TIP ONE — Adjusting Tension
LEE Collet dies don’t have a specific mechanical adjustment for neck tension. But you CAN easily modify the die to provide more or less tension. If you want to adjust the neck tension using a Lee Collet die, you can simply chuck the mandrel in a drill and reduce the diameter with some sand-paper (to increase neck tension) or you can order a mandrel the next caliber larger and turn it to whatever diameter you want (the larger the mandrel diameter, the less the neck tension). You can also order custom mandrels from Lee sized to any diameter you want.
TIP TWO — Polish and Tune for Easy Case Removal
Some users have complained that their Collet Dies grab the case-neck too firmly, making the case hard to remove. There are solutions to this problem. First inspect the collet fingers and smooth the inner surface up a bit with polishing compound or an extra-fine sanding pad. Second, you can open up the fingers a little bit. LEE recommends that if your Collet Die is sticking, take a steel punch and tap the fingers apart a little bit so that the natural “unloaded” position is wider.
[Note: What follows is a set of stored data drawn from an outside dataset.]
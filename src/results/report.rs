//! Final run report and its renderings.

use super::finding::Finding;
use crate::error::Result;
use crate::model::Severity;
use chrono::{DateTime, Utc};
use schemars::JsonSchema;
use serde::{Deserialize, Serialize};
use std::collections::BTreeMap;
use std::fmt::Write as _;

/// Outcome of one inspection.
#[derive(Debug, Clone, PartialEq, Eq, Serialize, Deserialize)]
pub struct InspectionOutcome {
    pub name: String,
    pub passed: bool,
}

/// Overall verdict of a run.
#[derive(Debug, Clone, Copy, PartialEq, Eq, Serialize, Deserialize)]
#[serde(rename_all = "lowercase")]
pub enum Verdict {
    Pass,
    Fail,
}

/// Finding counts per severity for one inspection.
#[derive(Debug, Clone, Default, PartialEq, Eq, Serialize, Deserialize)]
pub struct SeverityCounts {
    pub ok: usize,
    pub info: usize,
    pub verify: usize,
    pub bad: usize,
    pub skip: usize,
}

impl SeverityCounts {
    fn add(&mut self, severity: Severity) {
        match severity {
            Severity::Ok => self.ok += 1,
            Severity::Info => self.info += 1,
            Severity::Verify => self.verify += 1,
            Severity::Bad => self.bad += 1,
            Severity::Skip => self.skip += 1,
        }
    }
}

/// Output formats for the report.
#[derive(
    Debug, Clone, Copy, PartialEq, Eq, Default, Serialize, Deserialize, JsonSchema, clap::ValueEnum,
)]
#[serde(rename_all = "lowercase")]
pub enum ReportFormat {
    #[default]
    Summary,
    Json,
}

/// Ordered findings of a run with its verdict.
#[derive(Debug, Clone, Serialize, Deserialize)]
pub struct Report {
    pub generated: DateTime<Utc>,
    pub threshold: Severity,
    pub worst_severity: Severity,
    pub verdict: Verdict,
    /// Reportable findings in submission order
    pub findings: Vec<Finding>,
    /// Number of SKIP findings left out of `findings`
    pub skipped: usize,
    /// The SKIP findings themselves, for auditing
    #[serde(default, skip_serializing_if = "Vec::is_empty")]
    pub skipped_findings: Vec<Finding>,
    pub summary: BTreeMap<String, SeverityCounts>,
    #[serde(default)]
    pub inspections: Vec<InspectionOutcome>,
}

impl Report {
    pub(crate) fn new(
        all: Vec<Finding>,
        worst_severity: Severity,
        threshold: Severity,
        inspections: Vec<InspectionOutcome>,
    ) -> Self {
        let mut summary: BTreeMap<String, SeverityCounts> = BTreeMap::new();
        for finding in &all {
            summary
                .entry(finding.header.clone())
                .or_default()
                .add(finding.severity);
        }

        let (findings, skipped_findings): (Vec<Finding>, Vec<Finding>) = all
            .into_iter()
            .partition(|f| f.severity.is_reportable());

        let verdict = if worst_severity < threshold {
            Verdict::Pass
        } else {
            Verdict::Fail
        };

        Self {
            generated: Utc::now(),
            threshold,
            worst_severity,
            verdict,
            findings,
            skipped: skipped_findings.len(),
            skipped_findings,
            summary,
            inspections,
        }
    }

    #[must_use]
    pub fn passed(&self) -> bool {
        self.verdict == Verdict::Pass
    }

    /// Render in the requested format.
    pub fn render(&self, format: ReportFormat, colored: bool) -> Result<String> {
        match format {
            ReportFormat::Summary => Ok(self.to_summary(colored)),
            ReportFormat::Json => self.to_json(true),
        }
    }

    pub fn to_json(&self, pretty: bool) -> Result<String> {
        let json = if pretty {
            serde_json::to_string_pretty(self)?
        } else {
            serde_json::to_string(self)?
        };
        Ok(json)
    }

    /// Compact terminal summary.
    #[must_use]
    pub fn to_summary(&self, colored: bool) -> String {
        let mut out = String::new();
        let _ = writeln!(out, "{}", ansi_color("Inspection Summary", "bold", colored));
        let _ = writeln!(out, "{}", ansi_color(&"-".repeat(40), "dim", colored));

        for outcome in &self.inspections {
            let status = if outcome.passed {
                ansi_color("PASS", "green", colored)
            } else {
                ansi_color("FAIL", "red", colored)
            };
            let _ = writeln!(out, "  {:<20} {status}", outcome.name);
        }
        if !self.inspections.is_empty() {
            out.push('\n');
        }

        for finding in &self.findings {
            let severity = ansi_color(
                finding.severity.as_str(),
                severity_color(finding.severity),
                colored,
            );
            let location = match (&finding.package, &finding.file) {
                (Some(pkg), Some(file)) => format!(" {}: {file}", pkg.name),
                (Some(pkg), None) => format!(" {}", pkg.name),
                (None, Some(file)) => format!(" {file}"),
                (None, None) => String::new(),
            };
            let _ = writeln!(
                out,
                "[{}] {severity}{location}: {}",
                finding.header, finding.message
            );
            if let Some(remedy) = &finding.remedy {
                let _ = writeln!(out, "    {}", ansi_color(remedy, "dim", colored));
            }
        }

        let verdict = match self.verdict {
            Verdict::Pass => ansi_color("PASS", "green", colored),
            Verdict::Fail => ansi_color("FAIL", "red", colored),
        };
        let _ = writeln!(
            out,
            "\n{} {verdict} (worst {}, threshold {}, {} findings, {} skipped)",
            ansi_color("Result:", "cyan", colored),
            self.worst_severity,
            self.threshold,
            self.findings.len(),
            self.skipped
        );
        out
    }
}

const fn severity_color(severity: Severity) -> &'static str {
    match severity {
        Severity::Bad => "red",
        Severity::Verify => "yellow",
        Severity::Info => "cyan",
        Severity::Ok | Severity::Skip => "dim",
    }
}

fn ansi_color(text: &str, color: &str, colored: bool) -> String {
    if !colored {
        return text.to_string();
    }
    match color {
        "red" => format!("\x1b[31m{text}\x1b[0m"),
        "green" => format!("\x1b[32m{text}\x1b[0m"),
        "yellow" => format!("\x1b[33m{text}\x1b[0m"),
        "cyan" => format!("\x1b[36m{text}\x1b[0m"),
        "bold" => format!("\x1b[1m{text}\x1b[0m"),
        "dim" => format!("\x1b[2m{text}\x1b[0m"),
        _ => text.to_string(),
    }
}
//! Where rendered reports go.

use anyhow::{Context, Result};
use std::io::IsTerminal;
use std::path::PathBuf;

/// Target for output - either stdout or a file
#[derive(Debug, Clone, PartialEq, Eq)]
pub enum OutputTarget {
    Stdout,
    File(PathBuf),
}

impl OutputTarget {
    /// Create output target from optional path
    #[must_use]
    pub fn from_option(path: Option<PathBuf>) -> Self {
        path.map_or(Self::Stdout, Self::File)
    }

    /// Check if output is to a terminal
    #[must_use]
    pub fn is_terminal(&self) -> bool {
        matches!(self, Self::Stdout) && std::io::stdout().is_terminal()
    }
}

/// Color only for terminals, and never when disabled by flag or `NO_COLOR`.
#[must_use]
pub fn should_use_color(no_color_flag: bool, target: &OutputTarget) -> bool {
    !no_color_flag && std::env::var_os("NO_COLOR").is_none() && target.is_terminal()
}

/// Write output to the target (stdout or file)
pub fn write_output(content: &str, target: &OutputTarget, quiet: bool) -> Result<()> {
    match target {
        OutputTarget::Stdout => {
            println!("{content}");
            Ok(())
        }
        OutputTarget::File(path) => {
            std::fs::write(path, content)
                .with_context(|| format!("Failed to write output to {}", path.display()))?;
            if !quiet {
                tracing::info!("Report written to {}", path.display());
            }
            Ok(())
        }
    }
}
Lastly, you should lightly lubricate the outside of the collet fingers (see arrows) before you re-assemble the die. This will ensure they slide smoothly. Also, to prevent the collet fingers from closing too tight, never load up the die with your press without putting a case in place first. Without a case neck between the collet fingers and the mandrel, the collet can clamp itself too tight as you raise the ram.